Me: "OK sir, but I need an address."
DG: "I'm at a house. Send a cab. When is it going to get here?"
Me: "Is there someone there I can speak with to get the address?"
DG: "Send me a cab. Have them knock on the door. When will it get here?"
Me: "I'm sorry, sir. I can't have my drivers knock on every door in Ann Arbor looking for you. I need an address."
DG: "Send me a cab. Have them knock on the door. When will it get here?"

_Click.
_
What are the odds that this individual would have successfully been able to use a smartphone app to request a RoboCar and set a destination? And arrive there without vomiting or soiling himself?


----------



## R James

What does a self-driving car do when someone barfs? Does it even know? 

And can it tell the difference between a piece of cardboard in the road (run it over) and a piece of plywood (slow down) and a pallet (avoid)? Or the difference between a downed power line (avoid) and a tree branch (maybe)? Or a turtle (avoid) and a snake (run over)?

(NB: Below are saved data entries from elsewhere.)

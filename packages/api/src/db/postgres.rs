use async_trait::async_trait;
use sqlx::PgPool;
use uuid::Uuid;

use super::{FileRepository, NoteRepository, Repository, UserRepository};
use crate::error::{AppError, Result};
use crate::models::{FileRef, NewFileRef, NewUser, Note, NoteInput, User};

/// PostgreSQL-backed repository.
#[derive(Clone, Debug)]
pub struct PgRepository {
    pool: PgPool,
}

impl PgRepository {
    pub fn new(pool: PgPool) -> Self {
        Self { pool }
    }

    pub fn pool(&self) -> &PgPool {
        &self.pool
    }
}

fn is_unique_violation(error: &sqlx::Error) -> bool {
    matches!(error, sqlx::Error::Database(db) if db.is_unique_violation())
}

#[async_trait]
impl UserRepository for PgRepository {
    async fn insert_user(&self, user: NewUser) -> Result<User> {
        sqlx::query_as(
            "INSERT INTO users (id, username, password_hash) VALUES ($1, $2, $3) RETURNING *",
        )
        .bind(Uuid::new_v4())
        .bind(&user.username)
        .bind(&user.password_hash)
        .fetch_one(&self.pool)
        .await
        .map_err(|e| {
            if is_unique_violation(&e) {
                AppError::DuplicateUser
            } else {
                AppError::Database(e)
            }
        })
    }

    async fn find_user_by_username(&self, username: &str) -> Result<Option<User>> {
        let user = sqlx::query_as("SELECT * FROM users WHERE username = $1")
            .bind(username)
            .fetch_optional(&self.pool)
            .await?;
        Ok(user)
    }
}

#[async_trait]
impl NoteRepository for PgRepository {
    async fn insert_note(&self, user_id: Uuid, input: &NoteInput) -> Result<Note> {
        let note = sqlx::query_as(
            "INSERT INTO notes (id, user_id, title, body) VALUES ($1, $2, $3, $4) RETURNING *",
        )
        .bind(Uuid::new_v4())
        .bind(user_id)
        .bind(&input.title)
        .bind(&input.body)
        .fetch_one(&self.pool)
        .await?;
        Ok(note)
    }

    async fn find_note(&self, id: Uuid) -> Result<Option<Note>> {
        let note = sqlx::query_as("SELECT * FROM notes WHERE id = $1")
            .bind(id)
            .fetch_optional(&self.pool)
            .await?;
        Ok(note)
    }

    async fn update_note(
        &self,
        id: Uuid,
        user_id: Uuid,
        input: &NoteInput,
    ) -> Result<Option<Note>> {
        let note = sqlx::query_as(
            "UPDATE notes SET title = $3, body = $4, updated_at = NOW()
             WHERE id = $1 AND user_id = $2
             RETURNING *",
        )
        .bind(id)
        .bind(user_id)
        .bind(&input.title)
        .bind(&input.body)
        .fetch_optional(&self.pool)
        .await?;
        Ok(note)
    }

    async fn delete_note(&self, id: Uuid, user_id: Uuid) -> Result<bool> {
        let result = sqlx::query("DELETE FROM notes WHERE id = $1 AND user_id = $2")
            .bind(id)
            .bind(user_id)
            .execute(&self.pool)
            .await?;
        Ok(result.rows_affected() > 0)
    }

    async fn list_notes(&self, user_id: Uuid) -> Result<Vec<Note>> {
        let notes = sqlx::query_as(
            "SELECT * FROM notes WHERE user_id = $1 ORDER BY updated_at DESC, id",
        )
        .bind(user_id)
        .fetch_all(&self.pool)
        .await?;
        Ok(notes)
    }
}

#[async_trait]
impl FileRepository for PgRepository {
    async fn insert_file(&self, file: NewFileRef) -> Result<FileRef> {
        sqlx::query_as(
            "INSERT INTO files (id, user_id, storage_key, filename, size_bytes)
             VALUES ($1, $2, $3, $4, $5)
             RETURNING *",
        )
        .bind(Uuid::new_v4())
        .bind(file.user_id)
        .bind(&file.storage_key)
        .bind(&file.filename)
        .bind(file.size_bytes)
        .fetch_one(&self.pool)
        .await
        .map_err(|e| {
            if is_unique_violation(&e) {
                AppError::validation("this upload has already been recorded")
            } else {
                AppError::Database(e)
            }
        })
    }

    async fn find_file(&self, id: Uuid) -> Result<Option<FileRef>> {
        let file = sqlx::query_as("SELECT * FROM files WHERE id = $1")
            .bind(id)
            .fetch_optional(&self.pool)
            .await?;
        Ok(file)
    }

    async fn find_file_by_key(&self, storage_key: &str) -> Result<Option<FileRef>> {
        let file = sqlx::query_as("SELECT * FROM files WHERE storage_key = $1")
            .bind(storage_key)
            .fetch_optional(&self.pool)
            .await?;
        Ok(file)
    }

    async fn delete_file(&self, id: Uuid, user_id: Uuid) -> Result<bool> {
        let result = sqlx::query("DELETE FROM files WHERE id = $1 AND user_id = $2")
            .bind(id)
            .bind(user_id)
            .execute(&self.pool)
            .await?;
        Ok(result.rows_affected() > 0)
    }

    async fn list_files(&self, user_id: Uuid) -> Result<Vec<FileRef>> {
        let files = sqlx::query_as(
            "SELECT * FROM files WHERE user_id = $1 ORDER BY uploaded_at DESC, id",
        )
        .bind(user_id)
        .fetch_all(&self.pool)
        .await?;
        Ok(files)
    }
}

#[async_trait]
impl Repository for PgRepository {
    async fn ping(&self) -> Result<()> {
        sqlx::query("SELECT 1").execute(&self.pool).await?;
        Ok(())
    }
}
/// Back to the dashboard with the error as a flash message, unless it is an
/// upstream failure.
async fn flash_error(session: &Session, error: AppError) -> PageResult<Redirect> {
    if !error.is_user_facing() {
        return Err(error.into());
    }
    redirect_with_flash(session, "/dashboard", error.user_message()).await
}

async fn index(session: Session) -> PageResult<Redirect> {
    let target = match session::current_user(&session).await? {
        Some(_) => "/dashboard",
        None => "/login",
    };
    Ok(Redirect::to(target))
}

// ---- accounts ----

async fn register_form(session: Session) -> PageResult {
    if session::current_user(&session).await?.is_some() {
        return Ok(Redirect::to("/dashboard").into_response());
    }
    let html = ui::render(ui::RegisterPage, ui::RegisterPageProps::default());
    Ok(Html(html).into_response())
}

async fn register(
    State(ctx): State<AppContext>,
    session: Session,
    Form(form): Form<Credentials>,
) -> PageResult {
    match auth::register(&ctx, &form.username, &form.password).await {
        Ok(user) => {
            session::establish(&session, &user).await?;
            let welcome = format!("Welcome, {}!", user.username);
            Ok(redirect_with_flash(&session, "/dashboard", welcome)
                .await?
                .into_response())
        }
        Err(error) if error.kind() == ErrorKind::Validation => {
            let html = ui::render(
                ui::RegisterPage,
                ui::RegisterPageProps {
                    username: form.username,
                    error: Some(error.user_message()),
                },
            );
            Ok((StatusCode::BAD_REQUEST, Html(html)).into_response())
        }
        Err(error) => Err(error.into()),
    }
}

async fn login_form(session: Session) -> PageResult {
    if session::current_user(&session).await?.is_some() {
        return Ok(Redirect::to("/dashboard").into_response());
    }
    let flash = session::take_flash(&session).await?;
    let html = ui::render(
        ui::LoginPage,
        ui::LoginPageProps {
            flash,
            ..Default::default()
        },
    );
    Ok(Html(html).into_response())
}

async fn login(
    State(ctx): State<AppContext>,
    session: Session,
    Form(form): Form<Credentials>,
) -> PageResult {
    match auth::login(&ctx, &form.username, &form.password).await {
        Ok(user) => {
            session::establish(&session, &user).await?;
            Ok(Redirect::to("/dashboard").into_response())
        }
        Err(error) if error.kind() == ErrorKind::Authentication => {
            let html = ui::render(
                ui::LoginPage,
                ui::LoginPageProps {
                    username: form.username,
                    error: Some(error.user_message()),
                    flash: None,
                },
            );
            Ok((StatusCode::UNAUTHORIZED, Html(html)).into_response())
        }
        Err(error) => Err(error.into()),
    }
}

async fn logout(session: Session) -> PageResult<Redirect> {
    if let Some(user) = session::current_user(&session).await? {
        tracing::info!(user_id = %user.id, "user logged out");
    }
    session::end(&session).await?;
    Ok(Redirect::to("/login"))
}

// ---- dashboard & notes ----

async fn dashboard_page(
    State(ctx): State<AppContext>,
    RequireUser(user): RequireUser,
    session: Session,
) -> PageResult<Html<String>> {
    let flash = session::take_flash(&session).await?;
    let dashboard = dashboard::load(&ctx, &user).await?;
    Ok(Html(ui::render(
        ui::DashboardPage,
        ui::DashboardPageProps {
            user,
            dashboard,
            flash,
            max_upload_bytes: ctx.uploads.max_bytes,
        },
    )))
}

fn editor(
    user: UserInfo,
    note_id: Option<Uuid>,
    input: NoteInput,
    error: Option<String>,
) -> Html<String> {
    Html(ui::render(
        ui::NoteEditorPage,
        ui::NoteEditorPageProps {
            user,
            note_id,
            title: input.title,
            body: input.body,
            error,
        },
    ))
}

async fn new_note(RequireUser(user): RequireUser) -> Html<String> {
    editor(user, None, NoteInput::default(), None)
}

async fn create_note(
    State(ctx): State<AppContext>,
    RequireUser(user): RequireUser,
    session: Session,
    Form(input): Form<NoteInput>,
) -> PageResult {
    match notes::create(&ctx, &user, input.clone()).await {
        Ok(_) => Ok(redirect_with_flash(&session, "/dashboard", "Note created")
            .await?
            .into_response()),
        Err(error) if error.kind() == ErrorKind::Validation => {
            let page = editor(user, None, input, Some(error.user_message()));
            Ok((StatusCode::BAD_REQUEST, page).into_response())
        }
        Err(error) => Err(error.into()),
    }
}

Also - mark my words - the companies that make the technology will lobby Congress for laws absolving them of liability in crashes - or severly limiting liability. They'll argue that in order to move society forward they must be free from the threat of lawsuits. And they'll get what they what from Congress because they're corporations and we're just people.


----------



## heynow321

the unimaginable costs and infinite unforeseeable unprogrammable non simulatable situations out there that drivers deal with every day will never allow this crap to happen. A small aircraft crashed on a highway in Everett wa recently. how is a SDC going to handle that?

I love it when the reddit-tarded children here post about people in 'call centers' just sitting around being on call to "handle" situations that cars can't handle. Do you understand how god damn ridiculously expensive that would be? not to mention issues of liability, training, pay, insurance, communication technology failing, the list goes on forever. jesus the lack of critical thinking around these parts is downright terrifying. No wonder millennials are such a travesty and have posted record low SAT scores.



brianboru said:


> A few people tossing jack rocks on the highways could shut down an entire city. So could a few people with short range emp devices. Or they could spray paint the camera lenses at traffic stops. There is no end to the possible mischief.


don't forget some kids with a laser pointer can blind the lidar systems. or even lower tech, some kids with spray paint turning a 60 mph sign into an 80 mph sign. computers cant tell the difference.


----------



## nomad_driver

Cableguynoe said:


> Don't forget it's not just UBER that thinks this is close to happening. Google is all in also
> 
> I don't believe a company like Google would be working on this if they didn't believe it was possible.
> I understand Google has money to lose, and if they completely fail at this they'll still be ok.
> But I just don't see them getting behind a 50 year plan. Not even a 20 year plan.
> They obviously know a lot more than us and they believe it's possible.
> So that leads me to believe that this is closer than we think.


Google also thought that computerized glasses were a good idea.

Google can't even get their browser to work right and I'm supposed to let them drive my car? Pass.


----------



## sirius black

nomad_driver said:


> Google also thought that computerized glasses were a good idea.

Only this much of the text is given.